The entries below contain a line with "pub fn set_description(&mut" and a line with "self.started = Some(Local::now().naive_local());". Quote exactly those two lines and all lines between them.

Dataset excerpts:
------------------------------------------------

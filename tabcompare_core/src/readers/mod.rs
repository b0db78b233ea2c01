//! Reference [`TableDataReader`](tabcompare_common::TableDataReader) implementations

mod csv;
mod memory;

pub use self::csv::{CsvDataReader, CsvFileReader};
pub use self::memory::MemoryDataReader;
pub mod comparison_utils;
pub mod values;
pub mod rows;
pub mod matcher;
pub mod indexed_data;
pub mod table_comparator;
pub mod readers;
pub mod result;
pub mod detail_writer;
pub mod result_writer;
pub mod tool;
pub mod task;

#[cfg(test)]
mod tests_tool;

pub use comparison_utils::ComparisonUtils;
pub use values::{DecimalValueTransformer, ValueTransformer, ValuesComparator};
pub use rows::RowsComparator;
pub use matcher::{PrimaryKey, TableRowMatcher};
pub use indexed_data::IndexedTableData;
pub use table_comparator::{DataComparator, IndexedTableDataComparator, TableDataComparator};
pub use readers::{CsvDataReader, CsvFileReader, MemoryDataReader};
pub use result::ComparisonResult;
pub use detail_writer::{CsvComparisonWriter, ErrorsWriter};
pub use result_writer::ComparisonResultWriter;
pub use tool::{CancellationToken, ComparisonSettings, DataComparatorTool, ProgressCallback};
pub use task::DataComparisonTask;
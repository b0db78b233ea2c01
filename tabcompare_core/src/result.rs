use chrono::{Local, NaiveDateTime};
use serde::Serialize;
use std::path::{Path, PathBuf};
use tabcompare_common::ResultType;

pub const TIMESTAMP_FORMAT: &str = "%Y-%m-%dT%H:%M:%S%.3f";

/// Aggregate outcome of one comparison run
#[derive(Debug, Clone, Default, Serialize)]
pub struct ComparisonResult {
    total: u64,
    passed: u64,
    failed: u64,
    not_found: u64,
    extra: u64,
    description: Option<String>,
    passed_details: Option<PathBuf>,
    failed_details: Option<PathBuf>,
    not_found_details: Option<PathBuf>,
    extra_details: Option<PathBuf>,
    errors: Option<PathBuf>,
    started: Option<NaiveDateTime>,
    finished: Option<NaiveDateTime>,
}

impl ComparisonResult {
    pub fn new() -> Self {
        Self::default()
    }

    /// Result of a run where neither side had any row
    pub fn nothing_to_compare() -> Self {
        let now = Local::now().naive_local();
        Self {
            description: Some("Both datasets are empty".to_string()),
            started: Some(now),
            finished: Some(now),
            ..Self::default()
        }
    }

    /// Counts one more row of the given category
    pub fn record(&mut self, result_type: ResultType) {
        self.total += 1;
        match result_type {
            ResultType::Passed => self.passed += 1,
            ResultType::Failed => self.failed += 1,
            ResultType::NotFound => self.not_found += 1,
            ResultType::Extra => self.extra += 1,
        }
    }

    pub fn total(&self) -> u64 {
        self.total
    }

    pub fn passed(&self) -> u64 {
        self.passed
    }

    pub fn failed(&self) -> u64 {
        self.failed
    }

    pub fn not_found(&self) -> u64 {
        self.not_found
    }

    pub fn extra(&self) -> u64 {
        self.extra
    }

    pub fn count(&self, result_type: ResultType) -> u64 {
        match result_type {
            ResultType::Passed => self.passed,
            ResultType::Failed => self.failed,
            ResultType::NotFound => self.not_found,
            ResultType::Extra => self.extra,
        }
    }

    /// True if no compared row differs; an empty comparison is a success
    pub fn is_success(&self) -> bool {
        self.total == self.passed
    }

    pub fn description(&self) -> Option<&str> {
        self.description.as_deref()
    }

    pub fn set_description(&mut self, description: impl Into<String>) {
        self.description = Some(description.into());
    }

    pub fn details_path(&self, result_type: ResultType) -> Option<&Path> {
        match result_type {
            ResultType::Passed => self.passed_details.as_deref(),
            ResultType::Failed => self.failed_details.as_deref(),
            ResultType::NotFound => self.not_found_details.as_deref(),
            ResultType::Extra => self.extra_details.as_deref(),
        }
    }

    pub fn set_details_path(&mut self, result_type: ResultType, path: PathBuf) {
        let slot = match result_type {
            ResultType::Passed => &mut self.passed_details,
            ResultType::Failed => &mut self.failed_details,
            ResultType::NotFound => &mut self.not_found_details,
            ResultType::Extra => &mut self.extra_details,
        };
        *slot = Some(path);
    }

    pub fn errors_path(&self) -> Option<&Path> {
        self.errors.as_deref()
    }

    pub fn set_errors_path(&mut self, path: PathBuf) {
        self.errors = Some(path);
    }

    pub fn started(&self) -> Option<NaiveDateTime> {
        self.started
    }

    pub fn finished(&self) -> Option<NaiveDateTime> {
        self.finished
    }

    pub fn mark_started(&mut self) {
        self.started = Some(Local::now().naive_local());
    }

    pub fn mark_finished(&mut self) {
        self.finished = Some(Local::now().naive_local());
    }
}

------------------------------------------------

Task response:
    pub fn set_description(&mut self, description: impl Into<String>) {
        self.description = Some(description.into());
    }

    pub fn details_path(&self, result_type: ResultType) -> Option<&Path> {
        match result_type {
            ResultType::Passed => self.passed_details.as_deref(),
            ResultType::Failed => self.failed_details.as_deref(),
            ResultType::NotFound => self.not_found_details.as_deref(),
            ResultType::Extra => self.extra_details.as_deref(),
        }
    }

    pub fn set_details_path(&mut self, result_type: ResultType, path: PathBuf) {
        let slot = match result_type {
            ResultType::Passed => &mut self.passed_details,
            ResultType::Failed => &mut self.failed_details,
            ResultType::NotFound => &mut self.not_found_details,
            ResultType::Extra => &mut self.extra_details,
        };
        *slot = Some(path);
    }

    pub fn errors_path(&self) -> Option<&Path> {
        self.errors.as_deref()
    }

    pub fn set_errors_path(&mut self, path: PathBuf) {
        self.errors = Some(path);
    }

    pub fn started(&self) -> Option<NaiveDateTime> {
        self.started
    }

    pub fn finished(&self) -> Option<NaiveDateTime> {
        self.finished
    }

    pub fn mark_started(&mut self) {
        self.started = Some(Local::now().naive_local());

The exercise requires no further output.